Technology, teamwork help specialists treat brain tumors


Technology, teamwork help specialists treat brain tumors

WESTON, Fla. – More than 200,000 people in the U.S. are diagnosed with a brain tumor each year, and while the chances of most of them becoming malignant is rare, these tumors can still pose health threats.

“Sometimes they develop and people don’t even know they’re there,” said Dr. Ha I’d Borghei-Razavi, with the Department of Neurosurgery and Oncology with the Cleveland Clinic Weston.

But there are patients, like James Talerico, who only became aware he had a brain tumor when he started acting differently about a year ago.

“I just wasn’t right. I was making some decisions I shouldn’t have made and not realizing what I was doing,” Talerico said.

Those symptoms can include headaches, speech difficulties, imbalance or numbness, and even seizures.

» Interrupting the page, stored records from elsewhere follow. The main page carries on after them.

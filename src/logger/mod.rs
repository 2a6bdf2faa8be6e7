//! Internal leveled logger for the gradebook CLI.
//! Feature flags: `log-info`, `log-debug`, `verbose`, `file-logging`.

use std::fmt::Arguments;
#[cfg(feature = "log-debug")]
use std::sync::atomic::AtomicBool;
use std::sync::atomic::{AtomicU8, Ordering};
use std::sync::LazyLock;

#[cfg(feature = "file-logging")]
use std::{
    fs::{File, OpenOptions},
    io::Write,
    sync::Mutex,
};

/// Logging levels.
#[derive(Copy, Clone, Debug, PartialEq, Eq)]
pub enum Level {
    /// Error-level messages (always enabled).
    Error = 1,
    /// Warning-level messages (always enabled).
    Warn = 2,
    /// Info-level messages (requires `log-info` feature).
    Info = 3,
    /// Debug-level messages (requires `log-debug` feature and runtime enablement).
    Debug = 4,
}

const fn default_level() -> u8 {
    if cfg!(feature = "log-debug") {
        Level::Debug as u8
    } else if cfg!(feature = "log-info") {
        Level::Info as u8
    } else {
        Level::Warn as u8
    }
}

/// Global storage for the current log level.
static LOG_LEVEL: LazyLock<AtomicU8> = LazyLock::new(|| AtomicU8::new(default_level()));
#[cfg(feature = "log-debug")]
static DEBUG_ENABLED: AtomicBool = AtomicBool::new(true);
#[cfg(feature = "verbose")]
static VERBOSE_ENABLED: AtomicBool = AtomicBool::new(false);
#[cfg(feature = "file-logging")]
static LOG_FILE: LazyLock<Mutex<Option<File>>> = LazyLock::new(|| Mutex::new(None));

/// Set the global log level.
pub fn set_level(level: Level) {
    LOG_LEVEL.store(level as u8, Ordering::SeqCst);
}

#[must_use]
/// Parse level from string (case-insensitive) and set it. Returns `true` on success.
pub fn set_level_from_str(level: &str) -> bool {
    match level.to_ascii_lowercase().as_str() {
        "error" | "err" => {
            set_level(Level::Error);
            true
        }
        "warn" | "warning" => {
            set_level(Level::Warn);
            true
        }
        "info" => {
            set_level(Level::Info);
            true
        }
        "debug" => {
            set_level(Level::Debug);
            true
        }
        _ => false,
    }
}

#[cfg(feature = "log-debug")]
/// Enable debug logging at runtime.
pub fn enable_debug() {
    DEBUG_ENABLED.store(true, Ordering::SeqCst);
}
#[cfg(not(feature = "log-debug"))]
/// Enable debug logging at runtime (no-op when `log-debug` feature is disabled).
pub fn enable_debug() {}

#[cfg(feature = "log-debug")]
/// Disable debug logging at runtime.
pub fn disable_debug() {
    DEBUG_ENABLED.store(false, Ordering::SeqCst);
}
#[cfg(not(feature = "log-debug"))]
/// Disable debug logging at runtime (no-op when `log-debug` feature is disabled).
pub fn disable_debug() {}

#[cfg(feature = "log-debug")]
/// Returns whether debug logging is enabled.
pub fn is_debug_enabled() -> bool {
    DEBUG_ENABLED.load(Ordering::SeqCst)
}
#[cfg(not(feature = "log-debug"))]
/// Returns whether debug logging is enabled (always false when feature is disabled).
pub fn is_debug_enabled() -> bool {
    false
}

#[cfg(feature = "verbose")]
/// Enable verbose output at runtime.
pub fn enable_verbose() {
    VERBOSE_ENABLED.store(true, Ordering::SeqCst);
}
#[cfg(not(feature = "verbose"))]
/// Enable verbose output at runtime (no-op when `verbose` feature is disabled).
pub fn enable_verbose() {}

#[cfg(feature = "verbose")]
/// Disable verbose output at runtime.
pub fn disable_verbose() {
    VERBOSE_ENABLED.store(false, Ordering::SeqCst);
}
#[cfg(not(feature = "verbose"))]
/// Disable verbose output at runtime (no-op when `verbose` feature is disabled).
pub fn disable_verbose() {}

#[cfg(feature = "verbose")]
/// Returns whether verbose output is enabled.
pub fn is_verbose_enabled() -> bool {
    VERBOSE_ENABLED.load(Ordering::SeqCst)
}
#[cfg(not(feature = "verbose"))]
/// Returns whether verbose output is enabled (always false when feature is disabled).
pub fn is_verbose_enabled() -> bool {
    false
}

#[cfg(feature = "file-logging")]
#[must_use]
/// Initialize file logging to a specific path. Returns `true` on success.
pub fn init_file_logging(path: &std::path::Path) -> bool {
    OpenOptions::new()
        .create(true)
        .append(true)
        .open(path)
        .is_ok_and(|file| {
            LOG_FILE.lock().is_ok_and(|mut log_file| {
                *log_file = Some(file);
                true
            })
        })
}

#[cfg(not(feature = "file-logging"))]
/// Initialize file logging (no-op when `file-logging` feature is disabled).
pub fn init_file_logging(_path: &std::path::Path) -> bool {
    false
}

#[cfg(feature = "file-logging")]
fn write_to_file(message: &str) {
    if let Ok(mut log_file) = LOG_FILE.lock() {
        if let Some(ref mut file) = *log_file {
            let _ = writeln!(file, "{message}");
            let _ = file.flush();
        }
    }
}

#[cfg(not(feature = "file-logging"))]
fn write_to_file(_message: &str) {}

#[cfg(feature = "file-logging")]
fn is_file_logging_active() -> bool {
    LOG_FILE.lock().map(|lf| lf.is_some()).unwrap_or(false)
}
#[cfg(not(feature = "file-logging"))]
fn is_file_logging_active() -> bool {
    false
}

fn emit(prefix: &str, msg: &str, to_stderr: bool) {
    #[cfg(feature = "file-logging")]
    {
        if is_file_logging_active() && !prefix.is_empty() {
            let file_message = format!("{prefix} {msg}");
            write_to_file(&file_message);
            return;
        }
    }
    if to_stderr {
        if prefix.is_empty() {
            eprintln!("{msg}");
        } else {
            eprintln!("{prefix} {msg}");
        }
    } else if prefix.is_empty() {
        println!("{msg}");
    } else {
        println!("{prefix} {msg}");
    }
}

fn should_log(level: Level) -> bool {
    match level {
        Level::Info => {
            if !cfg!(feature = "log-info") {
                return false;
            }
        }
        Level::Debug => {
            if !cfg!(feature = "log-debug") {
                return false;
            }
        }
        _ => {}
    }
    let current = LOG_LEVEL.load(Ordering::SeqCst);
    (level as u8) <= current && (level != Level::Debug || is_debug_enabled())
}

/// Internal logging dispatcher used by public macros.
pub fn log_impl(level: Level, args: Arguments) {
    if !should_log(level) {
        return;
    }
    let msg = args.to_string();
    match level {
        Level::Error => emit("[ERROR]", &msg, true),
        Level::Warn => emit("[WARN]", &msg, true),
        Level::Info => emit("[INFO]", &msg, false),
        Level::Debug => emit("[DEBUG]", &msg, false),
    }
}

#[macro_export]
/// Logs an error-level message (always enabled).
macro_rules! error { ($($arg:tt)*) => { $crate::logger::log_impl($crate::logger::Level::Error, format_args!($($arg)*)) }; }
#[macro_export]
/// Logs a warning-level message (always enabled).
macro_rules! warn  { ($($arg:tt)*) => { $crate::logger::log_impl($crate::logger::Level::Warn,  format_args!($($arg)*)) }; }
#[macro_export]
/// Logs an info-level message (requires `log-info` feature).
macro_rules! info  { ($($arg:tt)*) => { $crate::logger::log_impl($crate::logger::Level::Info,  format_args!($($arg)*)) }; }
#[macro_export]
/// Logs a debug-level message (requires `log-debug` feature and runtime enablement).
macro_rules! debug { ($($arg:tt)*) => { $crate::logger::log_impl($crate::logger::Level::Debug, format_args!($($arg)*)) }; }
#[macro_export]
/// Prints a verbose message (requires `verbose` feature and runtime enablement). This does not write to log files.
macro_rules! verbose {
    ($($arg:tt)*) => {
        #[cfg(feature = "verbose")]
        {
            if $crate::logger::is_verbose_enabled() { println!($($arg)*); }
        }
    }
}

“So that is the time they need attention urgently or need to be looking for treatment options,” Borghei-Razavi said.

The doctor and his team use newer technology to monitor what’s going on in the brain along with instruments to remove tumors that are less invasive.

“We use instruments that can keep the surrounding brain, or the functional brain, intact and keep the function of the brain intact compared to other techniques that were more aggressive for the brain,” Borghei-Razavi said.

Talerico was out of the hospital in a day and back to teaching in a matter of weeks.

“My recuperation was fantastic. I mean, I was walking, talking, doing everything I used to do,” he said.

The peak age for developing a brain tumor is around age 65 and women have double the risk compared to men, but beyond that, risk factors are unknown.